## Exercise requirements
Nothing but a number is wanted: the count of lines in the records below that include "rename".

## Data excerpts
::::
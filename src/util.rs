//! Polling helpers for long-running actions
//!
//! Creating an image or a droplet returns a monitor URI (the `create`
//! action link). These helpers poll it until the action finishes.

use crate::api::{Client, Error, Result};
use crate::resource::actions::{ACTION_COMPLETED, ACTION_IN_PROGRESS};
use std::time::Duration;
use tracing::{debug, warn};

/// How often and how patiently to poll an action.
#[derive(Debug, Clone, Copy, PartialEq, Eq)]
pub struct PollOptions {
    pub interval: Duration,
    /// Consecutive fetch failures tolerated before giving up
    pub max_failures: u32,
}

impl Default for PollOptions {
    fn default() -> Self {
        Self {
            interval: Duration::from_secs(5),
            max_failures: 3,
        }
    }
}

/// Wait for an image to become available.
pub async fn wait_for_available(client: &Client, monitor_uri: &str) -> Result<()> {
    wait_for_action(client, monitor_uri, PollOptions::default()).await
}

/// Wait for a droplet to become active.
pub async fn wait_for_active(client: &Client, monitor_uri: &str) -> Result<()> {
    wait_for_action(client, monitor_uri, PollOptions::default()).await
}

/// Poll `monitor_uri` until its action completes.
///
/// Any status other than `in-progress` or `completed` is an error. A fetch
/// error is returned once more than `max_failures` happen in a row.
pub async fn wait_for_action(client: &Client, monitor_uri: &str, opts: PollOptions) -> Result<()> {
    if monitor_uri.is_empty() {
        return Err(Error::InvalidResponse("create had no monitor URI".to_string()));
    }

    let mut failures = 0;
    loop {
        match client.actions().get_by_uri(monitor_uri).await {
            Ok((action, _)) => {
                failures = 0;
                match action.status.as_str() {
                    ACTION_IN_PROGRESS => debug!("Action {} still in progress", action.id),
                    ACTION_COMPLETED => return Ok(()),
                    other => {
                        return Err(Error::InvalidResponse(format!("unknown status: [{}]", other)))
                    }
                }
            }
            Err(e) => {
                failures += 1;
                if failures > opts.max_failures {
                    return Err(e);
                }
                warn!("Polling {} failed ({}/{}): {}", monitor_uri, failures, opts.max_failures, e);
            }
        }

        tokio::time::sleep(opts.interval).await;
    }
}
//! Serverless functions: namespaces and their triggers
//!
//! Neither collection is paginated, so the list calls take no options.

use crate::api::{require_non_empty, Client, Response, Result};
use chrono::{DateTime, Utc};
use serde::{Deserialize, Serialize};

const NAMESPACES_PATH: &str = "/v2/functions/namespaces";

pub const TRIGGER_TYPE_SCHEDULED: &str = "SCHEDULED";

#[derive(Debug, Clone, Default, PartialEq, Eq, Serialize, Deserialize)]
pub struct FunctionsNamespace {
    #[serde(default)]
    pub api_host: String,
    #[serde(default)]
    pub namespace: String,
    #[serde(default, skip_serializing_if = "Option::is_none")]
    pub created_at: Option<DateTime<Utc>>,
    #[serde(default, skip_serializing_if = "Option::is_none")]
    pub updated_at: Option<DateTime<Utc>>,
    #[serde(default)]
    pub label: String,
    #[serde(default)]
    pub region: String,
    #[serde(default)]
    pub uuid: String,
    #[serde(default, skip_serializing_if = "String::is_empty")]
    pub key: String,
}

#[derive(Debug, Clone, Default, PartialEq, Eq, Serialize)]
pub struct FunctionsNamespaceCreateRequest {
    pub label: String,
    pub region: String,
}

#[derive(Debug, Clone, Default, PartialEq, Serialize, Deserialize)]
pub struct FunctionsTrigger {
    #[serde(default)]
    pub namespace: String,
    #[serde(default)]
    pub function: String,
    #[serde(rename = "type", default)]
    pub trigger_type: String,
    #[serde(default)]
    pub name: String,
    #[serde(default)]
    pub is_enabled: bool,
    #[serde(default, skip_serializing_if = "Option::is_none")]
    pub created_at: Option<DateTime<Utc>>,
    #[serde(default, skip_serializing_if = "Option::is_none")]
    pub updated_at: Option<DateTime<Utc>>,
    #[serde(default, skip_serializing_if = "Option::is_none")]
    pub scheduled_details: Option<TriggerScheduledDetails>,
    #[serde(default, skip_serializing_if = "Option::is_none")]
    pub scheduled_runs: Option<TriggerScheduledRuns>,
}

/// Cron schedule and the body the function is invoked with.
#[derive(Debug, Clone, Default, PartialEq, Serialize, Deserialize)]
pub struct TriggerScheduledDetails {
    #[serde(default, skip_serializing_if = "String::is_empty")]
    pub cron: String,
    #[serde(default, skip_serializing_if = "serde_json::Map::is_empty")]
    pub body: serde_json::Map<String, serde_json::Value>,
}

#[derive(Debug, Clone, Default, PartialEq, Eq, Serialize, Deserialize)]
pub struct TriggerScheduledRuns {
    #[serde(default, skip_serializing_if = "Option::is_none")]
    pub last_run_at: Option<DateTime<Utc>>,
    #[serde(default, skip_serializing_if = "Option::is_none")]
    pub next_run_at: Option<DateTime<Utc>>,
}

#[derive(Debug, Clone, Default, PartialEq, Serialize)]
pub struct FunctionsTriggerCreateRequest {
    pub name: String,
    #[serde(rename = "type")]
    pub trigger_type: String,
    pub function: String,
    #[serde(skip_serializing_if = "crate::api::options::is_false")]
    pub is_enabled: bool,
    #[serde(skip_serializing_if = "Option::is_none")]
    pub scheduled_details: Option<TriggerScheduledDetails>,
}

#[derive(Debug, Clone, Default, PartialEq, Serialize)]
pub struct FunctionsTriggerUpdateRequest {
    #[serde(skip_serializing_if = "Option::is_none")]
    pub is_enabled: Option<bool>,
    #[serde(skip_serializing_if = "Option::is_none")]
    pub scheduled_details: Option<TriggerScheduledDetails>,
}

#[derive(Deserialize)]
struct NamespaceRoot {
    namespace: FunctionsNamespace,
}

#[derive(Deserialize)]
struct NamespacesRoot {
    #[serde(default)]
    namespaces: Vec<FunctionsNamespace>,
}

#[derive(Deserialize)]
struct TriggerRoot {
    trigger: FunctionsTrigger,
}

#[derive(Deserialize)]
struct TriggersRoot {
    #[serde(default)]
    triggers: Vec<FunctionsTrigger>,
}

pub struct FunctionsService<'a> {
    client: &'a Client,
}

impl<'a> FunctionsService<'a> {
    pub(crate) fn new(client: &'a Client) -> Self {
        Self { client }
    }

    pub async fn list_namespaces(&self) -> Result<(Vec<FunctionsNamespace>, Response)> {
        let (root, resp): (NamespacesRoot, _) = self.client.get(NAMESPACES_PATH).await?;
        Ok((root.namespaces, resp))
    }

    pub async fn get_namespace(&self, namespace: &str) -> Result<(FunctionsNamespace, Response)> {
        let path = namespace_path(namespace)?;
        let (root, resp): (NamespaceRoot, _) = self.client.get(&path).await?;
        Ok((root.namespace, resp))
    }

    pub async fn create_namespace(
        &self,
        req: &FunctionsNamespaceCreateRequest,
    ) -> Result<(FunctionsNamespace, Response)> {
        let (root, resp): (NamespaceRoot, _) = self.client.post(NAMESPACES_PATH, req).await?;
        Ok((root.namespace, resp))
    }

    pub async fn delete_namespace(&self, namespace: &str) -> Result<Response> {
        let path = namespace_path(namespace)?;
        self.client.delete(&path).await
    }

    pub async fn list_triggers(&self, namespace: &str) -> Result<(Vec<FunctionsTrigger>, Response)> {
        let path = format!("{}/triggers", namespace_path(namespace)?);
        let (root, resp): (TriggersRoot, _) = self.client.get(&path).await?;
        Ok((root.triggers, resp))
    }

    pub async fn get_trigger(
        &self,
        namespace: &str,
        trigger: &str,
    ) -> Result<(FunctionsTrigger, Response)> {
        let path = trigger_path(namespace, trigger)?;
        let (root, resp): (TriggerRoot, _) = self.client.get(&path).await?;
        Ok((root.trigger, resp))
    }

    pub async fn create_trigger(
        &self,
        namespace: &str,
        req: &FunctionsTriggerCreateRequest,
    ) -> Result<(FunctionsTrigger, Response)> {
        let path = format!("{}/triggers", namespace_path(namespace)?);
        let (root, resp): (TriggerRoot, _) = self.client.post(&path, req).await?;
        Ok((root.trigger, resp))
    }

    pub async fn update_trigger(
        &self,
        namespace: &str,
        trigger: &str,
        req: &FunctionsTriggerUpdateRequest,
    ) -> Result<(FunctionsTrigger, Response)> {
        let path = trigger_path(namespace, trigger)?;
        let (root, resp): (TriggerRoot, _) = self.client.put(&path, req).await?;
        Ok((root.trigger, resp))
    }

    pub async fn delete_trigger(&self, namespace: &str, trigger: &str) -> Result<Response> {
        let path = trigger_path(namespace, trigger)?;
        self.client.delete(&path).await
    }
}

fn namespace_path(namespace: &str) -> Result<String> {
    require_non_empty("namespace", namespace)?;
    Ok(format!("{}/{}", NAMESPACES_PATH, urlencoding::encode(namespace)))
}

fn trigger_path(namespace: &str, trigger: &str) -> Result<String> {
    require_non_empty("trigger", trigger)?;
    Ok(format!(
        "{}/triggers/{}",
        namespace_path(namespace)?,
        urlencoding::encode(trigger)
    ))
}

#[cfg(test)]
mod tests {
    use super::*;
    use serde_json::json;

    #[test]
    fn test_trigger_decodes_schedule() {
        let trigger: FunctionsTrigger = serde_json::from_value(json!({
            "name": "trigger",
            "namespace": "123-abc",
            "function": "hello",
            "type": "SCHEDULED",
            "is_enabled": true,
            "created_at": "2022-11-11T04:16:45Z",
            "scheduled_details": {"cron": "* * * * *", "body": {"foo": "bar"}},
            "scheduled_runs": {"next_run_at": "2022-11-03T17:03:02Z"}
        }))
        .unwrap();

        assert_eq!(trigger.trigger_type, TRIGGER_TYPE_SCHEDULED);
        let details = trigger.scheduled_details.unwrap();
        assert_eq!(details.body["foo"], "bar");
        let runs = trigger.scheduled_runs.unwrap();
        assert!(runs.last_run_at.is_none());
        assert!(runs.next_run_at.is_some());
    }

    #[test]
    fn test_update_can_disable() {
        let req = FunctionsTriggerUpdateRequest {
            is_enabled: Some(false),
            ..Default::default()
        };
        assert_eq!(serde_json::to_value(&req).unwrap(), json!({"is_enabled": false}));
    }

    #[test]
    fn test_trigger_path() {
        assert_eq!(
            trigger_path("123-abc", "trigger").unwrap(),
            "/v2/functions/namespaces/123-abc/triggers/trigger"
        );
        assert!(trigger_path("", "trigger").is_err());
    }
}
::::
## Answer to this problem
2